_GOAL OF THE EXERCISE_: Below are the entries to work from; restate word for word the portion that opens with the line containing "strictly increasing order." and closes with the line containing "while current <= end", keeping both.

_SOURCE RECORDS_:
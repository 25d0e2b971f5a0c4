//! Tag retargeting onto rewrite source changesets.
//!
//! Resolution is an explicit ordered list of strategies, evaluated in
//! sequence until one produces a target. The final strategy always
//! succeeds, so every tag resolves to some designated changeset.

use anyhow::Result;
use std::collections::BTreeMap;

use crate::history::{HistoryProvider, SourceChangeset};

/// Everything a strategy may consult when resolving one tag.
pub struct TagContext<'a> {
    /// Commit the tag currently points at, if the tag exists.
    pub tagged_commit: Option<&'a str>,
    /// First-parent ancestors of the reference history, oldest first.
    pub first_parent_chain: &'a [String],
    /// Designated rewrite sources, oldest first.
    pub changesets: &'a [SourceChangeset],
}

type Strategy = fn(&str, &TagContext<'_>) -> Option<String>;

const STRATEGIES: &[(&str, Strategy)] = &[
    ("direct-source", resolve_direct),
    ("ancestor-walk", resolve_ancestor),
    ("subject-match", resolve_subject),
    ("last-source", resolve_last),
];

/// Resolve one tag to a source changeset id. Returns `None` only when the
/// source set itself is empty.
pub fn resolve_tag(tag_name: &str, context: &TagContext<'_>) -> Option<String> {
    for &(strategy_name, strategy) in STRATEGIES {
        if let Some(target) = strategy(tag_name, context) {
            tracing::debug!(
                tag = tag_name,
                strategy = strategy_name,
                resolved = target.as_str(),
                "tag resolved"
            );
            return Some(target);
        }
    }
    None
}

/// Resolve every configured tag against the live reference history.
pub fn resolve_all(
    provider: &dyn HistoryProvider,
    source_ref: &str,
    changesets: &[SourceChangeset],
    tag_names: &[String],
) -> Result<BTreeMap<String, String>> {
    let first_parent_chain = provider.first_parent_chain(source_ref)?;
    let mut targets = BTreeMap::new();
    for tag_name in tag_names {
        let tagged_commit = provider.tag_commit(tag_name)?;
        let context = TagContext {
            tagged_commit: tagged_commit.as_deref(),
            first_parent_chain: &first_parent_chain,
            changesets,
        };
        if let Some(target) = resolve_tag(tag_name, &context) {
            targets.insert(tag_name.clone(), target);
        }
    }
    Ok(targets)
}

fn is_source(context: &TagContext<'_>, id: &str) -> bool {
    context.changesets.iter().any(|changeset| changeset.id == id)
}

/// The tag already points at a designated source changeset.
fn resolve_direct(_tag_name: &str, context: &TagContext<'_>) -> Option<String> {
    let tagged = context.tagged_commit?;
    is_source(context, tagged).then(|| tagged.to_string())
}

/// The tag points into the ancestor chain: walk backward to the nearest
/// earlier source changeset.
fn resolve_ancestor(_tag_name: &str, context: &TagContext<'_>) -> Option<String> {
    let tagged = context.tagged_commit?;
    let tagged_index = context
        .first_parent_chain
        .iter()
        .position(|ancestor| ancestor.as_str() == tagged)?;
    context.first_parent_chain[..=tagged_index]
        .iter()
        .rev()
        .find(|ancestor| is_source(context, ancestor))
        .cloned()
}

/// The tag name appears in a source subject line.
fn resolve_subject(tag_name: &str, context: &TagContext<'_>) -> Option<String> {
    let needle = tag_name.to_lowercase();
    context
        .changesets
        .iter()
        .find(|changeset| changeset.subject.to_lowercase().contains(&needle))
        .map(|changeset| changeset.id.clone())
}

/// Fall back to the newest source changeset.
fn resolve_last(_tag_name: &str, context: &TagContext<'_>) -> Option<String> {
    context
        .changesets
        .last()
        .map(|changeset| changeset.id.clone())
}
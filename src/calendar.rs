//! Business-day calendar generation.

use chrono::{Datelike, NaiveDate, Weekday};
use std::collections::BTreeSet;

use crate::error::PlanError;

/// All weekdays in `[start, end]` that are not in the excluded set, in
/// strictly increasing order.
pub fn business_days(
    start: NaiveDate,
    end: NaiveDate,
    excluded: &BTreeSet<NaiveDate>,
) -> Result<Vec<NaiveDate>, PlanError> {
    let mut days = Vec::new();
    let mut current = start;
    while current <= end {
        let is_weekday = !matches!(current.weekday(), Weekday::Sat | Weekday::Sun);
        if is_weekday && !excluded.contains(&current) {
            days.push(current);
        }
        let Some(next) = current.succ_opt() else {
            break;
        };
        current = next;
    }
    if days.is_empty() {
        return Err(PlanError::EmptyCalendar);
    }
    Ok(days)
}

_RESPONSE TO THE TASK_:
/// strictly increasing order.
pub fn business_days(
    start: NaiveDate,
    end: NaiveDate,
    excluded: &BTreeSet<NaiveDate>,
) -> Result<Vec<NaiveDate>, PlanError> {
    let mut days = Vec::new();
    let mut current = start;
    while current <= end {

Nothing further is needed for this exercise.